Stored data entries
- Opening Delimiter -

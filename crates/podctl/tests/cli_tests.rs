//! Command-level tests: labels, config discovery, and command output.

use std::path::PathBuf;

use podctl::commands::{self, deploy::CreateDeployment, pod::CreatePod};
use podctl::config::StateConfig;
use podctl::labels::{format_labels, labels_or_app, parse_labels};
use podctl::{OutputFormat, PodgridConfig, Session};
use podgrid_persist::BackendKind;
use podgrid_state::{ClusterState, PodPhase, PodUid, RestartPolicy};

fn cluster_with_node() -> ClusterState {
    let state = ClusterState::new();
    commands::node::add(&state, "n1", 4, 4096, "zone=a", OutputFormat::Table).unwrap();
    state
}

fn pod_args(name: &str, cpu: u64) -> CreatePod {
    CreatePod {
        name: name.to_string(),
        image: "nginx".to_string(),
        cpu,
        mem: 128,
        labels: "app=web".to_string(),
        restart_policy: RestartPolicy::Always,
        health_check: false,
    }
}

// ── Labels ─────────────────────────────────────────────────────

#[test]
fn labels_parse_and_format() {
    let labels = parse_labels(" app = web , tier=backend,,").unwrap();
    assert_eq!(labels.get("app").map(String::as_str), Some("web"));
    assert_eq!(format_labels(&labels), "app=web,tier=backend");
    assert!(parse_labels("").unwrap().is_empty());
    assert_eq!(format_labels(&parse_labels("").unwrap()), "<none>");
}

#[test]
fn labels_reject_malformed_pairs() {
    assert!(parse_labels("app").is_err());
    assert!(parse_labels("=web").is_err());
}

#[test]
fn labels_default_to_app_name() {
    let labels = labels_or_app("", "api").unwrap();
    assert_eq!(format_labels(&labels), "app=api");
    assert_eq!(format_labels(&labels_or_app("role=db", "api").unwrap()), "role=db");
}

// ── Config ─────────────────────────────────────────────────────

#[test]
fn config_discovery_prefers_explicit_then_default_file() {
    let dir = tempfile::tempdir().unwrap();

    let none = PodgridConfig::discover(None, dir.path()).unwrap();
    assert_eq!(none, PodgridConfig::default());

    std::fs::write(
        dir.path().join("podgrid.toml"),
        "[state]\nbackend = \"json\"\npath = \"cluster.json\"\n\n[control_loop]\ninterval_secs = 2\n",
    )
    .unwrap();
    let found = PodgridConfig::discover(None, dir.path()).unwrap();
    assert_eq!(found.state.backend, BackendKind::Json);
    assert_eq!(found.control_loop.interval_secs, 2);

    let explicit = dir.path().join("other.toml");
    std::fs::write(&explicit, "[log]\nfilter = \"debug\"\n").unwrap();
    let cfg = PodgridConfig::discover(Some(&explicit), dir.path()).unwrap();
    assert_eq!(cfg.log.filter, "debug");
    assert_eq!(cfg.state.backend, BackendKind::Redb);

    assert!(PodgridConfig::discover(Some(&dir.path().join("missing.toml")), dir.path()).is_err());
}

#[test]
fn flags_override_file() {
    let cfg = PodgridConfig::default().with_overrides(Some(BackendKind::Json), Some(PathBuf::from("/tmp/x.json")));
    assert_eq!(cfg.state.backend, BackendKind::Json);
    assert_eq!(cfg.state.path, PathBuf::from("/tmp/x.json"));
}

// ── Commands ───────────────────────────────────────────────────

#[test]
fn node_list_shows_usage() {
    let state = cluster_with_node();
    commands::pod::create(&state, pod_args("a", 1), OutputFormat::Table).unwrap();

    let out = commands::node::list(&state, OutputFormat::Table).unwrap();
    assert!(out.contains("NAME"));
    assert!(out.contains("1/4"));
    assert!(out.contains("zone=a"));

    assert_eq!(commands::node::list(&ClusterState::new(), OutputFormat::Table).unwrap(), "No nodes present");
}

#[test]
fn adding_node_schedules_pending_pods() {
    let state = ClusterState::new();
    state.add_pod(podgrid_state::PodSpec::new("waiting", "nginx", 1, 64));

    let out = commands::node::add(&state, "n1", 2, 1024, "", OutputFormat::Table).unwrap();

    assert_eq!(out, "Added node n1 (1 pending pods scheduled)");
    assert!(state.pods()[0].is_running());
}

#[test]
fn pod_create_reports_phase() {
    let state = cluster_with_node();
    let ok = commands::pod::create(&state, pod_args("a", 1), OutputFormat::Table).unwrap();
    assert_eq!(ok, "Created pod pod-1 -> Running");

    let too_big = commands::pod::create(&state, pod_args("b", 16), OutputFormat::Table).unwrap();
    assert!(too_big.starts_with("Created pod pod-2 -> Failed"));
}

#[test]
fn pod_lifecycle_commands() {
    let state = cluster_with_node();
    commands::pod::create(&state, pod_args("a", 1), OutputFormat::Table).unwrap();

    let health = commands::pod::health(&state, PodUid(1), OutputFormat::Table).unwrap();
    assert_eq!(health, "Pod pod-1 is healthy");

    let restarted = commands::pod::restart(&state, PodUid(1), OutputFormat::Table).unwrap();
    assert_eq!(restarted, "Restarted pod pod-1 as pod-2 -> Running (restarts: 1)");

    commands::pod::delete(&state, PodUid(2), OutputFormat::Table).unwrap();
    assert!(commands::pod::delete(&state, PodUid(2), OutputFormat::Table).is_err());
}

#[test]
fn restart_never_surfaces_policy_error() {
    let state = cluster_with_node();
    let mut args = pod_args("job", 1);
    args.restart_policy = RestartPolicy::Never;
    commands::pod::create(&state, args, OutputFormat::Table).unwrap();

    let err = commands::pod::restart(&state, PodUid(1), OutputFormat::Table).unwrap_err();
    assert!(err.to_string().contains("policy violation"));
}

#[test]
fn explain_lists_rejections() {
    let state = cluster_with_node();
    commands::node::add(&state, "small", 1, 512, "", OutputFormat::Table).unwrap();
    commands::pod::create(&state, pod_args("big", 2), OutputFormat::Table).unwrap();

    let json = commands::pod::explain(&state, PodUid(1), OutputFormat::Json).unwrap();
    let rows: serde_json::Value = serde_json::from_str(&json).unwrap();

    assert_eq!(rows[0]["node"], "n1");
    assert_eq!(rows[0]["reason"], "eligible");
    assert_eq!(rows[1]["node"], "small");
    assert_eq!(rows[1]["reason"], "insufficient resources");
    assert!(commands::pod::explain(&state, PodUid(9), OutputFormat::Table).is_err());
}

#[test]
fn deploy_and_route() {
    let state = cluster_with_node();
    let created = commands::deploy::create(
        &state,
        CreateDeployment {
            name: "web".to_string(),
            image: "nginx".to_string(),
            replicas: 2,
            cpu: 1,
            mem: 128,
            selector: String::new(),
            labels: String::new(),
        },
        OutputFormat::Table,
    )
    .unwrap();
    assert_eq!(created, "Created deployment web with 2 replicas (2 scheduled, 0 failed)");

    commands::service::create(&state, "web", "", 80, None, OutputFormat::Table).unwrap();
    let routes = commands::service::route(&state, "web", 3, OutputFormat::Table).unwrap();
    assert_eq!(routes, "Request 1 -> pod-1\nRequest 2 -> pod-2\nRequest 3 -> pod-1");

    let list = commands::deploy::list(&state, OutputFormat::Table).unwrap();
    assert!(list.contains("2/2"));

    let scaled = commands::deploy::scale(&state, "web", 1, OutputFormat::Table).unwrap();
    assert_eq!(scaled, "Scaled web to 1 replicas (+0 -1)");
    assert_eq!(state.pods().len(), 1);
}

#[test]
fn service_commands_render_json() {
    let state = cluster_with_node();
    let json = commands::service::create(&state, "db", "app=db", 5432, Some(15432), OutputFormat::Json).unwrap();
    let value: serde_json::Value = serde_json::from_str(&json).unwrap();

    assert_eq!(value["virtual_ip"], "10.96.0.1");
    assert_eq!(value["target_port"], 15432);

    assert!(commands::service::route(&state, "db", 1, OutputFormat::Table).is_err());
    commands::service::delete(&state, "db", OutputFormat::Table).unwrap();
    assert_eq!(
        commands::service::list(&state, OutputFormat::Table).unwrap(),
        "No services present"
    );
}

#[test]
fn service_list_reads_without_mutating() {
    let state = cluster_with_node();
    commands::pod::create(&state, pod_args("a", 1), OutputFormat::Table).unwrap();
    commands::service::create(&state, "web", "", 80, Some(8080), OutputFormat::Table).unwrap();
    commands::pod::create(&state, pod_args("b", 1), OutputFormat::Table).unwrap();
    let before = state.snapshot();

    let out = commands::service::list(&state, OutputFormat::Table).unwrap();

    assert!(out.contains("10.96.0.1"));
    assert!(out.contains("80->8080"));
    assert!(out.contains("pod-1,pod-2"));
    assert_eq!(state.snapshot(), before);
}

#[test]
fn status_json_has_totals() {
    let state = cluster_with_node();
    commands::pod::create(&state, pod_args("a", 1), OutputFormat::Table).unwrap();
    commands::pod::create(&state, pod_args("b", 8), OutputFormat::Table).unwrap();

    let json = commands::status::show(&state, OutputFormat::Json).unwrap();
    let value: serde_json::Value = serde_json::from_str(&json).unwrap();

    assert_eq!(value["capacity"]["cpu_used"], 1);
    assert_eq!(value["capacity"]["cpu_total"], 4);
    assert_eq!(value["pods"]["running"], 1);
    assert_eq!(value["pods"]["failed"], 1);

    let text = commands::status::show(&state, OutputFormat::Table).unwrap();
    assert!(text.contains("CPU: 1/4, Mem: 128/4096"));
}

#[test]
fn state_save_and_load_files() {
    let dir = tempfile::tempdir().unwrap();
    let path = dir.path().join("snap.json");
    let state = cluster_with_node();
    commands::pod::create(&state, pod_args("a", 1), OutputFormat::Table).unwrap();
    commands::state::save(&state, &path).unwrap();

    let other = ClusterState::new();
    let msg = commands::state::load(&other, &path).unwrap();

    assert!(msg.ends_with("(1 nodes, 1 pods)"));
    assert_eq!(other.snapshot(), state.snapshot());
    assert!(commands::state::load(&other, &dir.path().join("nope.json")).is_err());
}

#[test]
fn session_persists_between_invocations() {
    let dir = tempfile::tempdir().unwrap();
    let config = StateConfig {
        backend: BackendKind::Json,
        path: dir.path().join("cluster.json"),
    };

    {
        let session = Session::open(&config).unwrap();
        commands::node::add(session.state(), "n1", 2, 1024, "", OutputFormat::Table).unwrap();
        commands::pod::create(session.state(), pod_args("a", 1), OutputFormat::Table).unwrap();
        session.save().unwrap();
    }

    let session = Session::open(&config).unwrap();
    let pods = session.state().pods();
    assert_eq!(pods.len(), 1);
    assert_eq!(pods[0].status.phase, PodPhase::Running);
    assert_eq!(session.state().get_node("n1").unwrap().cpu_allocated, 1);
}

#[test]
fn demo_walkthrough() {
    let out = commands::demo::run().unwrap();

    assert!(out.contains("node-a: CPU 2/4, Mem 256/4096"));
    assert!(out.contains("node-b: CPU 1/2, Mem 128/2048"));
    assert!(out.contains("pod-2: web-2 on node-b (Running)"));
    assert!(out.contains("web: VIP 10.96.0.1, Endpoints: [pod-1, pod-2, pod-3]"));
    assert!(out.contains("Request 1 -> pod-1\nRequest 2 -> pod-2\nRequest 3 -> pod-3"));
    assert!(out.ends_with("CPU: 3/6, Mem: 384/6144"));
}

- Closing Delimiter -

When the word "RestartPolicy" occurs in a line above, list that line.

Task solution
use podgrid_state::{ClusterState, PodPhase, PodUid, RestartPolicy};
        restart_policy: RestartPolicy::Always,
    args.restart_policy = RestartPolicy::Never;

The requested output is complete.